Neuromorphic NeuRRAM Chip for AI Developed, Performs Computations in Memory Without Network Connectivity: Details

Scientists have developed a neuromorphic chip for running AI applications that can perform computations directly in memory without requiring a network connection with a cloud. In addition, the chip consumes a small amount of energy making it more efficient than other chips. The discovery is expected to enable AI to be used in a range of edge devices where it can perform a host of sophisticated tasks without relying on a centralised server. 

The NeuRRAM chip has proven to be more efficient than the compute-in-memory chips and can also deliver results as accurate as conventional chips. With this, the chip can have applications in tasks like image recognition and reconstruction, and voice recognition.

AI computing requires both power and computational capability. Most AI applications on edge devices require the data to be transferred from the device to the cloud, where it is processed. The data is then moved back to the device. This is because most edge devices are battery-powered and have limited power which they use for computing.

Developed by engineers at the University of California, the NeuRRAM chip reduces this consumption of power, making the edge devices more smart, robust, and accessible. Moreover, it also enhances data security as transferring data from the device to the cloud involves some data privacy risks.

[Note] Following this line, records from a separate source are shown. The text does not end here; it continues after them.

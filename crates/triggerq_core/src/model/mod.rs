//! Domain model for the trigger-questions catalog.
//!
//! # Responsibility
//! - Define the canonical live record, its history snapshot shape, and the
//!   source-shorthand enumeration shared by all layers.
//!
//! # Invariants
//! - A live `Question` carries a version strictly greater than every
//!   snapshot recorded for it.
//! - History snapshots are append-only and never mutated after creation.

pub mod question;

The process of moving the data is considered a cumbersome task. “It’s the equivalent of doing an eight-hour commute for a two-hour workday,” explained Weier Wan, a PhD graduate of Stanford University who worked on the chip at UC San Diego. He is also the co-author of the study published in Nature.

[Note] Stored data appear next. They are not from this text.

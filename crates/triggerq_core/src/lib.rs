//! Core domain logic for the trigger-questions catalog.
//! This crate is the single source of truth for versioning invariants.

pub mod db;
pub mod logging;
pub mod model;
pub mod repo;
pub mod service;

pub use logging::{default_log_level, init_logging, logging_status};
pub use model::question::{
    HistoryEntry, HistoryId, Question, QuestionChanges, QuestionId, SourceShorthand,
};
pub use repo::question_repo::{
    GroupListQuery, GroupSummary, QuestionListQuery, QuestionRepository, QuestionStats, RepoError,
    RepoResult, SqliteQuestionRepository, ToggleResult, UNGROUPED_GROUP_NAME,
};
pub use service::question_service::{
    CreateQuestionRequest, GroupWithQuestions, QuestionService, QuestionServiceError,
    UpdateQuestionRequest,
};

/// Minimal health-check API for early integration.
pub fn ping() -> &'static str {
    "pong"
}

/// Returns the core crate version.
pub fn core_version() -> &'static str {
    env!("CARGO_PKG_VERSION")
}

#[cfg(test)]
mod tests {
    use super::{core_version, ping};

    #[test]
    fn ping_returns_pong() {
        assert_eq!(ping(), "pong");
    }

    #[test]
    fn version_is_not_empty() {
        assert!(!core_version().is_empty());
    }
}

The team used a type of non-volatile memory called resistive random-access memory that enables computation within a memory without requiring a separate computer unit. While the compute-in-memory is not a new method, the NeuRRAM chip is different as it offers great efficiency and flexibility for diverse AI applications while retaining the same accuracy.

Researchers demonstrated the capability of the chip by running various tasks on it and witnessed impressive results that were comparable to existing digital chips.